* [Brief]: Copy out each line of the listing below that contains the word "description".

[[ Given data, beginning ]]

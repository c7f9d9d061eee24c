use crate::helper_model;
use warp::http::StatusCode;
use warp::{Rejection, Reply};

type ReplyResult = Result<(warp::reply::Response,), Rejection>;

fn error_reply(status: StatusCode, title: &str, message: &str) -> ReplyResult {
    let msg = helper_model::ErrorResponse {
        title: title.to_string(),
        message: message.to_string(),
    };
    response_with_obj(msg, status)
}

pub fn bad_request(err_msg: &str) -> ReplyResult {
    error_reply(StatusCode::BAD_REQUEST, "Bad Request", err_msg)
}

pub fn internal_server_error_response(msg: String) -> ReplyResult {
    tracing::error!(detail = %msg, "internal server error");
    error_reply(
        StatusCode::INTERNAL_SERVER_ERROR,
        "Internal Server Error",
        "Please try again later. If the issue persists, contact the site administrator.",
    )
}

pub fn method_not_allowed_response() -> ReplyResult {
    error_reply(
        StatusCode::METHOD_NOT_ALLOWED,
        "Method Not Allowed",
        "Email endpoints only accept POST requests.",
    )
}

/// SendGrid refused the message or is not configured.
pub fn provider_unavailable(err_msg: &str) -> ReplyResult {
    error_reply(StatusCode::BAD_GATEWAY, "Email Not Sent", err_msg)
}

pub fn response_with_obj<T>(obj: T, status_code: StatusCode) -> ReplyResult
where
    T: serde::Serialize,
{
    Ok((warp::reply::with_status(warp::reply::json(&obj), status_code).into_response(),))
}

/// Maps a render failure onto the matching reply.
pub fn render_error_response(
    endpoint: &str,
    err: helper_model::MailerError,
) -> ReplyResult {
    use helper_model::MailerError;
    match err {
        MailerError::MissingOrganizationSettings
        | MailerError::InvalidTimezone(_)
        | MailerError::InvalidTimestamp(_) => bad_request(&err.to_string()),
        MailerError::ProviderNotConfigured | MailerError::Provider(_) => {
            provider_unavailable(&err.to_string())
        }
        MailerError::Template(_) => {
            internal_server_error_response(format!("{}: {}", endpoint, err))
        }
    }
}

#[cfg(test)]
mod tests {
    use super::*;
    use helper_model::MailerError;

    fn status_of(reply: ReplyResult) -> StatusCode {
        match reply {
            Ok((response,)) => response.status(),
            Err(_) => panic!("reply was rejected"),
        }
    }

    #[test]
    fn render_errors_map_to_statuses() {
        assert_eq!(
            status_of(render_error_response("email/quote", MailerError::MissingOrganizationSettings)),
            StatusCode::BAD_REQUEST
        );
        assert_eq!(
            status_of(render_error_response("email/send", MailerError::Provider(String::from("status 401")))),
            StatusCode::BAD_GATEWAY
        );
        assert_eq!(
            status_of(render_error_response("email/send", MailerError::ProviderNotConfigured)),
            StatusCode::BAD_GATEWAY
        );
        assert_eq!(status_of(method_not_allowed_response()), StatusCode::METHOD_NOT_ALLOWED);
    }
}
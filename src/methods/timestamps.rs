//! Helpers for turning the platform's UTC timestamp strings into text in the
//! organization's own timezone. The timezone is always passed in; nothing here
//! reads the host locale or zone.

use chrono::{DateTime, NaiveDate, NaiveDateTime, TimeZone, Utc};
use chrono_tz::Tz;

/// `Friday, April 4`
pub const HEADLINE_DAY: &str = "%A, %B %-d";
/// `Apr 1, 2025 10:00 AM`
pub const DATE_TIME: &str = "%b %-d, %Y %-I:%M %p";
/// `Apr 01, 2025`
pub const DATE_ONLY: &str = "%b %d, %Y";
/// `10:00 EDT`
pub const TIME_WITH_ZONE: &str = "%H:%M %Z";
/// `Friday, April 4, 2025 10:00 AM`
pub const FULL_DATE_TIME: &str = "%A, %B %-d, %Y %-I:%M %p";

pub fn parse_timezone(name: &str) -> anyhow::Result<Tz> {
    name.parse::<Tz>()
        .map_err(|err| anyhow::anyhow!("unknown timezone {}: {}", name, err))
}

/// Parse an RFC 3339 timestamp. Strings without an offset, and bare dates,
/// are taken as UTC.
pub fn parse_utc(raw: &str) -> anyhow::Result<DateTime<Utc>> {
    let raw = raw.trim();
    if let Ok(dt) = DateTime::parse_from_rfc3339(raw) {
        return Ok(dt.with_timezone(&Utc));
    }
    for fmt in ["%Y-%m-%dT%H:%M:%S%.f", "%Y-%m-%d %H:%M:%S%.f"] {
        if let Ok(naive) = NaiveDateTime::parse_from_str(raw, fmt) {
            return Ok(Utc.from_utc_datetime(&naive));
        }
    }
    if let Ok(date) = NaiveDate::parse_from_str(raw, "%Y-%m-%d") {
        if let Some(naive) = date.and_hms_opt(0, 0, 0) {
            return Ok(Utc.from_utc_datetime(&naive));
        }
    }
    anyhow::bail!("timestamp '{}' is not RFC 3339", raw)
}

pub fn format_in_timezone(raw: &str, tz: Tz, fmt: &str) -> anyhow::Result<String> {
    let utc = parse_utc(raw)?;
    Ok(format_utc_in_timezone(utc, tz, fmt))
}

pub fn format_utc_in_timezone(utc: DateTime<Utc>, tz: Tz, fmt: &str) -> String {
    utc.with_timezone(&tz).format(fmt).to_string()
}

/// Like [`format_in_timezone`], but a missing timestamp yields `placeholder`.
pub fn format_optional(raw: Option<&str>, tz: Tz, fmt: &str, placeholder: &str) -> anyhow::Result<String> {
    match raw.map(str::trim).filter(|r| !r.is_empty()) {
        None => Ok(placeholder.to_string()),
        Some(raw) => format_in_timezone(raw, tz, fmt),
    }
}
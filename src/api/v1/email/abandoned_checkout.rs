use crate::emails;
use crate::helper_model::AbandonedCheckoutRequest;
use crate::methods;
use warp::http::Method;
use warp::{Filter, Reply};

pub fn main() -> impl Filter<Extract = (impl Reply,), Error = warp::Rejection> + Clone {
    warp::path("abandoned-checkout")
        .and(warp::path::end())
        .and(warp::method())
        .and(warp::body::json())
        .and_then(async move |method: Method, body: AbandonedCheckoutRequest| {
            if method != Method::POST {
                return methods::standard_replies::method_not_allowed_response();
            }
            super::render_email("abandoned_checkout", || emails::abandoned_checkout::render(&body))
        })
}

[[ Given data, end ]]
[[ Given data, beginning ]]

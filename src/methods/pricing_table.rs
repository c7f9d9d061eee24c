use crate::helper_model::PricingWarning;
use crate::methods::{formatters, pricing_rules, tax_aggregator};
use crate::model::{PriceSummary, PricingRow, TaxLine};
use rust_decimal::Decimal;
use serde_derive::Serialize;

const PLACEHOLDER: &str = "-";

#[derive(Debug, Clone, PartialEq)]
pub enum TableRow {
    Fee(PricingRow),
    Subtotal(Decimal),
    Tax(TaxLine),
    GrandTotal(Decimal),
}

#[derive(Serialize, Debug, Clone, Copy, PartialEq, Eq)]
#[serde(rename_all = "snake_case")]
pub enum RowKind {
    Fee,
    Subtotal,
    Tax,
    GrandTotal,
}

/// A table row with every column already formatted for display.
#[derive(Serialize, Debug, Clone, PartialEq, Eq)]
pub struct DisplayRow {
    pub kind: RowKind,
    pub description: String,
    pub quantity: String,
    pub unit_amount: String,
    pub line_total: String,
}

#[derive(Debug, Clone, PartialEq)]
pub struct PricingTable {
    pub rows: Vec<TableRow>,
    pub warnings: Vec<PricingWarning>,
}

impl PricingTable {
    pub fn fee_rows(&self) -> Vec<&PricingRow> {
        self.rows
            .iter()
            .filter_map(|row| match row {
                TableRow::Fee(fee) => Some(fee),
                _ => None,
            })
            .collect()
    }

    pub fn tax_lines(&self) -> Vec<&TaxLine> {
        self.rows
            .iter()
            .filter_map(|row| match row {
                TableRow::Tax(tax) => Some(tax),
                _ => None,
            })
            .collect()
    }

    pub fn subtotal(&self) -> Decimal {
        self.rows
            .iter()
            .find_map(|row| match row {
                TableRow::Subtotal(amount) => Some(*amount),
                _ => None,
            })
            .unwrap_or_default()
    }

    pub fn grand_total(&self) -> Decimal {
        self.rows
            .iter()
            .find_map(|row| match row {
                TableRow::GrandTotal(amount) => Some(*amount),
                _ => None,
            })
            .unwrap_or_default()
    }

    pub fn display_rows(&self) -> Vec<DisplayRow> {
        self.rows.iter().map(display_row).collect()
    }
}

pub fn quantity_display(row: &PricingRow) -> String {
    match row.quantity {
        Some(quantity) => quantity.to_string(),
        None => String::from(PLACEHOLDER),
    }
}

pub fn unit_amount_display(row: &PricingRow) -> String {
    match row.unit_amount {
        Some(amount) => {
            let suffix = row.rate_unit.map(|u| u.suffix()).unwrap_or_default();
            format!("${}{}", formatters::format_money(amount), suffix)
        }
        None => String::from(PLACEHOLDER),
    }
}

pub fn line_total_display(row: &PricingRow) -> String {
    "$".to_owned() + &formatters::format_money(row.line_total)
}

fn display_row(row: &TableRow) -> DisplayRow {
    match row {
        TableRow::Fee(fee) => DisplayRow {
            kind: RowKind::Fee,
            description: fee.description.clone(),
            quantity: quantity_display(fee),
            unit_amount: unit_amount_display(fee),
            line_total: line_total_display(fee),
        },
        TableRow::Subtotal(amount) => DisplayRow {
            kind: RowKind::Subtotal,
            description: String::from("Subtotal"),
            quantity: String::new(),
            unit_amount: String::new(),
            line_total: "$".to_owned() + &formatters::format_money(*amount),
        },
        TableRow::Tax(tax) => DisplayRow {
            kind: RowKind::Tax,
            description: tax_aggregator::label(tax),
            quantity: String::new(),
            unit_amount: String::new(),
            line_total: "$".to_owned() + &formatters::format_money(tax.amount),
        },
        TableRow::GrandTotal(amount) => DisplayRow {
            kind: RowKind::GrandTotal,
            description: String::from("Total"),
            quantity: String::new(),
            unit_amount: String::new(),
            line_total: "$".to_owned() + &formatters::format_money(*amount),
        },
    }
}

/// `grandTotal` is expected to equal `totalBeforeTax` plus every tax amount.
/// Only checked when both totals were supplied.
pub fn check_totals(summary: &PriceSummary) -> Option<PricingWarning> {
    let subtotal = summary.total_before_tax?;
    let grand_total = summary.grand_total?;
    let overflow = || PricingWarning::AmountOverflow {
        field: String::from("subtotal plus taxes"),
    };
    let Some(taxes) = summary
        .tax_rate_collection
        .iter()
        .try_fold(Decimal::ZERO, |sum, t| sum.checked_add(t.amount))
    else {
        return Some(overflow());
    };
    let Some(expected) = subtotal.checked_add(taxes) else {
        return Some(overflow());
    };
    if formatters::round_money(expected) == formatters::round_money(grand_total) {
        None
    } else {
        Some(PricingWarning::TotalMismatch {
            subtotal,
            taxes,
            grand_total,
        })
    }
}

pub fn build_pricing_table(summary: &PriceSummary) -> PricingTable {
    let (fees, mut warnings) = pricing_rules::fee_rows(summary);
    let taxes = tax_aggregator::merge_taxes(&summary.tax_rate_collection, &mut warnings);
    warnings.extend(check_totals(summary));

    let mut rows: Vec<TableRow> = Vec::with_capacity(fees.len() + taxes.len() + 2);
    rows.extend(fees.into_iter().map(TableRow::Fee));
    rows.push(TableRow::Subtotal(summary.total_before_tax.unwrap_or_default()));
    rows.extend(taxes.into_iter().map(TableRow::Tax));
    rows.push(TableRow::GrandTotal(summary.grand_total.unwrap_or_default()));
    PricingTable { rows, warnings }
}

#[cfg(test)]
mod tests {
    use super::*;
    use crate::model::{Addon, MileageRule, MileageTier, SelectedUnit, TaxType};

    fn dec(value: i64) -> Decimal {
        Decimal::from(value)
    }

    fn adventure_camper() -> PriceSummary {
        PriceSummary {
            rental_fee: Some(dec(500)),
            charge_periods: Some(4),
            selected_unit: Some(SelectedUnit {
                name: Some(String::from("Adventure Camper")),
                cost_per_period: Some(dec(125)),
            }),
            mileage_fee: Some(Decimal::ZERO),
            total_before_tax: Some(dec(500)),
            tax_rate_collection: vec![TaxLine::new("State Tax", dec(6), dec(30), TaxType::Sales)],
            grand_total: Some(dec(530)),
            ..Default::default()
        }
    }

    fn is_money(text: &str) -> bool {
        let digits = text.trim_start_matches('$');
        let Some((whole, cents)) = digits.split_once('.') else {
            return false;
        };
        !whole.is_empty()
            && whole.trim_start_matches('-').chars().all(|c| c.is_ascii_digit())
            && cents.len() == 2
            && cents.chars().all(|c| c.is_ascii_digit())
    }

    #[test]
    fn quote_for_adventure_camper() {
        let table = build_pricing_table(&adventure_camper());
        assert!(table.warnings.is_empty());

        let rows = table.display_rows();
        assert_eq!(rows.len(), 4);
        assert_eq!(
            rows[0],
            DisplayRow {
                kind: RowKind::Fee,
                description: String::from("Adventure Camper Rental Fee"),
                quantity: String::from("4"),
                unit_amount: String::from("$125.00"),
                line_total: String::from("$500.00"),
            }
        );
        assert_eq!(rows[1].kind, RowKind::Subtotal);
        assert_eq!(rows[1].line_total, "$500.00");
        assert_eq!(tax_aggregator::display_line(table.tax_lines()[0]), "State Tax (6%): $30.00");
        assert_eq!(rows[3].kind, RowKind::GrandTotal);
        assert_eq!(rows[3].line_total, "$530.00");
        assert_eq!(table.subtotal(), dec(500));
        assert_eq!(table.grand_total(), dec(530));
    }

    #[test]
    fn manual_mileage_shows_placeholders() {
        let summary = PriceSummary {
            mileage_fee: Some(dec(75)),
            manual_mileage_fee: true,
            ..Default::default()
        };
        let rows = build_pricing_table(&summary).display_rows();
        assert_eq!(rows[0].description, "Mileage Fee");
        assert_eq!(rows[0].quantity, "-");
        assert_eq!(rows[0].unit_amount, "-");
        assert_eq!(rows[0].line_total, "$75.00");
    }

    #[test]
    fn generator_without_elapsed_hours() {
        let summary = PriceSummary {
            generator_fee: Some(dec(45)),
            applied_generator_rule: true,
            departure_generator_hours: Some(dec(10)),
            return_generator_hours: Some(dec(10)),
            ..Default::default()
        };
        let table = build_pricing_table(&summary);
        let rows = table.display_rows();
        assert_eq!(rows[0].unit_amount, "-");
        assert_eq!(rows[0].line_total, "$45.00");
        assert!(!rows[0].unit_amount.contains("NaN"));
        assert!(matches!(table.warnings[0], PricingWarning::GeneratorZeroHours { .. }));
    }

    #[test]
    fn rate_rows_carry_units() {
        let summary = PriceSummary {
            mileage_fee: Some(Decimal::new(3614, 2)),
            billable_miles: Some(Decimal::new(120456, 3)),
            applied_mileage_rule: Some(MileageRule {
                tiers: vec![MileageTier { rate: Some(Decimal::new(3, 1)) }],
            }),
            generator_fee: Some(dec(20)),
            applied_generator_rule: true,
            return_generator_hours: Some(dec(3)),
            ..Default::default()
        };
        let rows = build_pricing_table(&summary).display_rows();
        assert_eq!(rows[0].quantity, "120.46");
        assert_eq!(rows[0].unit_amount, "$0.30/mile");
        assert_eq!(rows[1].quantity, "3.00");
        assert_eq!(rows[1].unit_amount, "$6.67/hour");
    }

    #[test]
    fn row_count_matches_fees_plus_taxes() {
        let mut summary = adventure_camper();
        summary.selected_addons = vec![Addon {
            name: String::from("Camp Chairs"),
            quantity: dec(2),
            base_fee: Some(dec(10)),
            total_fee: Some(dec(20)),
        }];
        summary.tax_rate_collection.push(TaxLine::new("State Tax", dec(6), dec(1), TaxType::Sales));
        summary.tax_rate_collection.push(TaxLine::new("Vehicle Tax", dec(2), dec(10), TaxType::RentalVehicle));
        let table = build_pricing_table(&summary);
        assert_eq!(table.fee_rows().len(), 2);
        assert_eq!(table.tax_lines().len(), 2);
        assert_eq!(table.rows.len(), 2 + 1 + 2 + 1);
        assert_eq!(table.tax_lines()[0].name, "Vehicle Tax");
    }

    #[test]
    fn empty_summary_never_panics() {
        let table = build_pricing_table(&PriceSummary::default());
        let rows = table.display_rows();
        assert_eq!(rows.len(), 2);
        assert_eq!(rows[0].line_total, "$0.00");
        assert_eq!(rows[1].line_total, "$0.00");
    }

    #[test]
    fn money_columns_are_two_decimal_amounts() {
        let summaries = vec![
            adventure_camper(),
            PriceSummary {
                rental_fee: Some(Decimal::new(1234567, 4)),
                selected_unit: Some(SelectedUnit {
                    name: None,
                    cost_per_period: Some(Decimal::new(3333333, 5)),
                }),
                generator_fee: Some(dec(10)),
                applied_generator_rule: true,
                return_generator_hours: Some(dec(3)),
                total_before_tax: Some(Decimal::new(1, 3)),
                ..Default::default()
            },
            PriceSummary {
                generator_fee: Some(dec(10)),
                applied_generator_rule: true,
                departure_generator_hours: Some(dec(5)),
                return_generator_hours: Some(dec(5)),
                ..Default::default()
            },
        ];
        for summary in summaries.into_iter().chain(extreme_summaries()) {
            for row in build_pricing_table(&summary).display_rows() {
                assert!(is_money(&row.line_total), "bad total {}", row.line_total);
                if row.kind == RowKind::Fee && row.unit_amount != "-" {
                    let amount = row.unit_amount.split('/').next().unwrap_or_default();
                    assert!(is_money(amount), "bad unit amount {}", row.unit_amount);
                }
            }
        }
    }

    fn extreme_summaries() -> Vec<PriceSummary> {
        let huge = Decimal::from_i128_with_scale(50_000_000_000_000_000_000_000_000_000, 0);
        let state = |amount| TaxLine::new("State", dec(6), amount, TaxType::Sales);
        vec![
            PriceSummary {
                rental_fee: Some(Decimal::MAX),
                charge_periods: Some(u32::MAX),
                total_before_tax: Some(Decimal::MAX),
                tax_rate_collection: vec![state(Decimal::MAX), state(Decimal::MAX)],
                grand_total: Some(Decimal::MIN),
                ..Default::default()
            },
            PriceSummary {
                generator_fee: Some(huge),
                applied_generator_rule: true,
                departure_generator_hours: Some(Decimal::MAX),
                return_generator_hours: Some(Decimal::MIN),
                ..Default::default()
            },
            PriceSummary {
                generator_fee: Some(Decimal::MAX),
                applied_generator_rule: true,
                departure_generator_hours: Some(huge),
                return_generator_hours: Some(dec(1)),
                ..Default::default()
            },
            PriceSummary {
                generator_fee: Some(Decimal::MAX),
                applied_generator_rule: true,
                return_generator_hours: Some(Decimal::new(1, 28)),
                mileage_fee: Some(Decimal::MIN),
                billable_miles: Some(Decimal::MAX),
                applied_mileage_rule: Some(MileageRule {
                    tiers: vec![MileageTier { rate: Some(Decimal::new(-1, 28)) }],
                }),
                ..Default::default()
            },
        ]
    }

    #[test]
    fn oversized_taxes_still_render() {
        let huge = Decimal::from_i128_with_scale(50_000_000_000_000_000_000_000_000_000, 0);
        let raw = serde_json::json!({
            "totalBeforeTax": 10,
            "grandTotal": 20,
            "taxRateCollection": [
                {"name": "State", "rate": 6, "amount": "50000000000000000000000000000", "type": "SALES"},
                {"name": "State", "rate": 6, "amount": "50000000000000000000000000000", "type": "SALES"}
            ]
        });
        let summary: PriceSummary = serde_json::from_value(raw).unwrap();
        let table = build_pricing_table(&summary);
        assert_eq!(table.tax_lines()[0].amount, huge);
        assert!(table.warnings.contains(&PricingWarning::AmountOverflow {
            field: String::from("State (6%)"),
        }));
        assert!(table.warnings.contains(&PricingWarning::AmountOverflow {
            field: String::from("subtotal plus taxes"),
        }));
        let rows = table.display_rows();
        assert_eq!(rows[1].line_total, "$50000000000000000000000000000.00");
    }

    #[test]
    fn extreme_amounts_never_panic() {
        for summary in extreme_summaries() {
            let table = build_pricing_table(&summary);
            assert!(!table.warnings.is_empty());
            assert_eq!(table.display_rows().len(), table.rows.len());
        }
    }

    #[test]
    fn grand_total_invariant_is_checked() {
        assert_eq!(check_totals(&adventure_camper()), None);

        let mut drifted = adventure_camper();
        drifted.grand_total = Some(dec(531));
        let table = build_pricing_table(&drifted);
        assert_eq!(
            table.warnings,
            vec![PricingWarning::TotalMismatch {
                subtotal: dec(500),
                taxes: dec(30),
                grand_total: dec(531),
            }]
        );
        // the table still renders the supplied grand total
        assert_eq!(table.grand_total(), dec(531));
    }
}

[[ Given data, end ]]
[[ Given data, beginning ]]

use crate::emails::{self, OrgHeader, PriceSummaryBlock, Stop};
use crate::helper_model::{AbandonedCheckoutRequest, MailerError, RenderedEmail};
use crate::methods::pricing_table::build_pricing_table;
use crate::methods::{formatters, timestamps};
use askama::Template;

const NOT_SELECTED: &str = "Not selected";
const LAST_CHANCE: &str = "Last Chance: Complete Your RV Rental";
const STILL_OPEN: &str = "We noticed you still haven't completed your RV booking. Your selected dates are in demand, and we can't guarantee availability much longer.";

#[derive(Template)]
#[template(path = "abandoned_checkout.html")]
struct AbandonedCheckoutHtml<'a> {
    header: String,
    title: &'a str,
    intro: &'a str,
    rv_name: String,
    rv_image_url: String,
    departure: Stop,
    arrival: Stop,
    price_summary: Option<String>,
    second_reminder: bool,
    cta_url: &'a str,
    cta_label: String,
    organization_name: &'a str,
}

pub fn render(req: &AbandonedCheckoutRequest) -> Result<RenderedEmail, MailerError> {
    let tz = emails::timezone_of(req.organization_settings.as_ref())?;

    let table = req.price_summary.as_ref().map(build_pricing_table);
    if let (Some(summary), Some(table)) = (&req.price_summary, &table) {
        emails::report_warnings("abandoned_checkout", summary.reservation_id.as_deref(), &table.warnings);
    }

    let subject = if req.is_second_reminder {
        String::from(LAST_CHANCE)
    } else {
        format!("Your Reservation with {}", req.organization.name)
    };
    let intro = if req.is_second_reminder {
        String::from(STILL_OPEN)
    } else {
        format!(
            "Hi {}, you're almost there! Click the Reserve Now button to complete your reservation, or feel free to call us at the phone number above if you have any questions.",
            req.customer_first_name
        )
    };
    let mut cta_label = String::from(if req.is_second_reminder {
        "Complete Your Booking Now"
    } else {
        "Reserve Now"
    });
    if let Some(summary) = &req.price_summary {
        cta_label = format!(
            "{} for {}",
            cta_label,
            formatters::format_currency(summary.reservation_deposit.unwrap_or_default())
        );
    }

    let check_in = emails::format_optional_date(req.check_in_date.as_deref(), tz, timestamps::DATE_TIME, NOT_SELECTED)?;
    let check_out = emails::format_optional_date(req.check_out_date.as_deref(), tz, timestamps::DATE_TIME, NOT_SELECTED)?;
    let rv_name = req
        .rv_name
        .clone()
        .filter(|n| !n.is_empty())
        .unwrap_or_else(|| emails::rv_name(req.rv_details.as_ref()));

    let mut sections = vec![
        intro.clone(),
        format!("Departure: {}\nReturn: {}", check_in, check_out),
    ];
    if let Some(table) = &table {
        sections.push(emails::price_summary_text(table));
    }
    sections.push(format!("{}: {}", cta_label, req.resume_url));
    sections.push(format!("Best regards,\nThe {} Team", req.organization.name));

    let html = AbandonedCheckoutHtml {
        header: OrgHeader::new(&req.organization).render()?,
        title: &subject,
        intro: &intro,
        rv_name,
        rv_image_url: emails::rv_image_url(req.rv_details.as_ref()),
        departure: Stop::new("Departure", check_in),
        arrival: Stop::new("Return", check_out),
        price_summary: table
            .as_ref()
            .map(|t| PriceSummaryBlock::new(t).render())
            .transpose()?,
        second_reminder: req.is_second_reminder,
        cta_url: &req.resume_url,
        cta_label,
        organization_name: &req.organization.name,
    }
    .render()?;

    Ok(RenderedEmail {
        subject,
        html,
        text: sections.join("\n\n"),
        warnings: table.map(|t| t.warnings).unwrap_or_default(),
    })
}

[[ Given data, end ]]

* [Written answer]:
    pub description: String,
            description: fee.description.clone(),
            description: String::from("Subtotal"),
            description: tax_aggregator::label(tax),
            description: String::from("Total"),
                description: String::from("Adventure Camper Rental Fee"),
        assert_eq!(rows[0].description, "Mileage Fee");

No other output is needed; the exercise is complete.